Auf der anderen Seite war das Testauto ein klassischer 1,6-Liter-Turbodieselmotor mit Allradantrieb und einem Siebengang-Doppelkupplungsgetriebe, 136 PS und 320 Nm maximalem Drehmoment, was beim Sprint ziemlich schnell ist. 11,6 Sekunden von 0 auf 100, maximal 180 km/h, ausgestattet mit spritsparender Mild-Hybrid-Technologie. Angegeben nur 4,7 Liter Sprit auf 100 Kilometer (gefangen).

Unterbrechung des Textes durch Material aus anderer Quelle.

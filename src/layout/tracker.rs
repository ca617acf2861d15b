use rustc_hash::FxHashMap;

use super::BoundingBox;
use crate::host::RenderHost;
use crate::item::ItemId;

/// Item positions as of one measurement pass.
#[derive(Debug, Clone, Default, PartialEq)]
pub struct PositionSnapshot {
    boxes: FxHashMap<ItemId, BoundingBox>,
}

impl PositionSnapshot {
    /// Empty snapshot.
    #[must_use]
    pub fn new() -> Self {
        Self::default()
    }

    /// Box recorded for `item`.
    #[must_use]
    pub fn get(&self, item: &ItemId) -> Option<&BoundingBox> {
        self.boxes.get(item)
    }

    /// Record (or overwrite) the box for `item`.
    pub fn insert(&mut self, item: ItemId, bbox: BoundingBox) {
        let _ = self.boxes.insert(item, bbox);
    }

    /// Number of measured items.
    #[must_use]
    pub fn len(&self) -> usize {
        self.boxes.len()
    }

    /// Whether nothing was measured.
    #[must_use]
    pub fn is_empty(&self) -> bool {
        self.boxes.is_empty()
    }

    /// Iterate `(item, box)` pairs in arbitrary order.
    pub fn iter(&self) -> impl Iterator<Item = (&ItemId, &BoundingBox)> {
        self.boxes.iter()
    }
}

/// Result of measuring a set of items against the host.
#[derive(Debug, Clone, Default)]
pub struct Measurement {
    /// Boxes for every item the host could measure.
    pub snapshot: PositionSnapshot,
    /// Items the host reported as not rendered.
    pub missing: Vec<ItemId>,
}

/// Owns the single "current" [`PositionSnapshot`].
///
/// Before the first capture the current snapshot is empty and
/// [`has_captured`](Self::has_captured) is false; the FLIP engine uses that
/// to skip animating the very first layout.
#[derive(Debug, Clone, Default)]
pub struct PositionTracker {
    current: PositionSnapshot,
    captured: bool,
}

impl PositionTracker {
    /// Tracker with no snapshot yet.
    #[must_use]
    pub fn new() -> Self {
        Self::default()
    }

    /// Measure `items` without touching the stored snapshot.
    ///
    /// Unrendered items are collected in [`Measurement::missing`] instead of
    /// failing the whole pass.
    pub fn measure<'a, H, I>(host: &H, items: I) -> Measurement
    where
        H: RenderHost + ?Sized,
        I: IntoIterator<Item = &'a ItemId>,
    {
        let mut measurement = Measurement::default();
        for item in items {
            match host.measure(item) {
                Ok(bbox) => measurement.snapshot.insert(item.clone(), bbox),
                Err(e) => {
                    log::warn!("skipping measurement: {e}");
                    measurement.missing.push(item.clone());
                }
            }
        }
        measurement
    }

    /// Measure `items` and make the result the current snapshot.
    pub fn capture<'a, H, I>(&mut self, host: &H, items: I) -> &PositionSnapshot
    where
        H: RenderHost + ?Sized,
        I: IntoIterator<Item = &'a ItemId>,
    {
        let measurement = Self::measure(host, items);
        self.store(measurement.snapshot);
        &self.current
    }

    /// Replace the current snapshot.
    pub fn store(&mut self, snapshot: PositionSnapshot) {
        self.current = snapshot;
        self.captured = true;
    }

    /// Overwrite one item's entry in the current snapshot.
    pub fn update(&mut self, item: ItemId, bbox: BoundingBox) {
        self.current.insert(item, bbox);
    }

    /// The last captured snapshot (empty before the first capture).
    #[must_use]
    pub fn current(&self) -> &PositionSnapshot {
        &self.current
    }

    /// Whether any snapshot has been stored yet.
    #[must_use]
    pub fn has_captured(&self) -> bool {
        self.captured
    }
}

#[cfg(test)]
mod tests {
    use super::*;
    use crate::host::{GridLayout, SimulatedHost};
    use crate::order::ItemOrder;

    fn host_with(keys: &[&str]) -> (SimulatedHost, ItemOrder) {
        let order = ItemOrder::new(keys.iter().copied()).unwrap();
        let mut host = SimulatedHost::new(GridLayout::row(100.0, 100.0));
        host.apply_order(order.as_slice());
        (host, order)
    }

    #[test]
    fn test_current_is_empty_before_capture() {
        let tracker = PositionTracker::new();
        assert!(tracker.current().is_empty());
        assert!(!tracker.has_captured());
    }

    #[test]
    fn test_capture_replaces_snapshot() {
        let (mut host, mut order) = host_with(&["A", "B", "C"]);
        let mut tracker = PositionTracker::new();

        let first = tracker.capture(&host, order.iter()).clone();
        assert_eq!(first.get(&"C".into()).map(|b| b.left), Some(200.0));

        order.swap(&"A".into(), &"C".into()).unwrap();
        host.apply_order(order.as_slice());
        let second = tracker.capture(&host, order.iter());
        assert_eq!(second.get(&"C".into()).map(|b| b.left), Some(0.0));
        assert_eq!(second.get(&"A".into()).map(|b| b.left), Some(200.0));
        assert!(tracker.has_captured());
    }

    #[test]
    fn test_missing_nodes_are_skipped() {
        let (mut host, order) = host_with(&["A", "B", "C"]);
        host.unmount(&"B".into());

        let measurement = PositionTracker::measure(&host, order.iter());
        assert_eq!(measurement.snapshot.len(), 2);
        assert_eq!(measurement.missing, vec![ItemId::from("B")]);
    }
}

Die Top-Variante GT-Line ist luxuriös ausgestattet, das Auto erstrahlt sogar in zwei Farben, Blue Flame Metallic mit schwarzem Dach, Sportpedalen und allerlei weiterem Zubehör, elektronische Dämpferregelung für ein wichtigeres Fahrgefühl und vieles mehr. Insgesamt müssen Sie dafür 47.590 Euro bezahlen, die günstigste Version des Autos – ein 150 PS starker Benziner mit Schaltgetriebe – für 28.950 Euro.

Der Spar-Sportage ist keineswegs spartanisch und hat sogar eine praktische Beifahrer-Alarmanlage. Sie haben die Tür abgeschlossen und Ihr Kind oder Ihre Katze auf dem Rücksitz gelassen? Es sollte passieren, aber egal: Das Auto protestiert!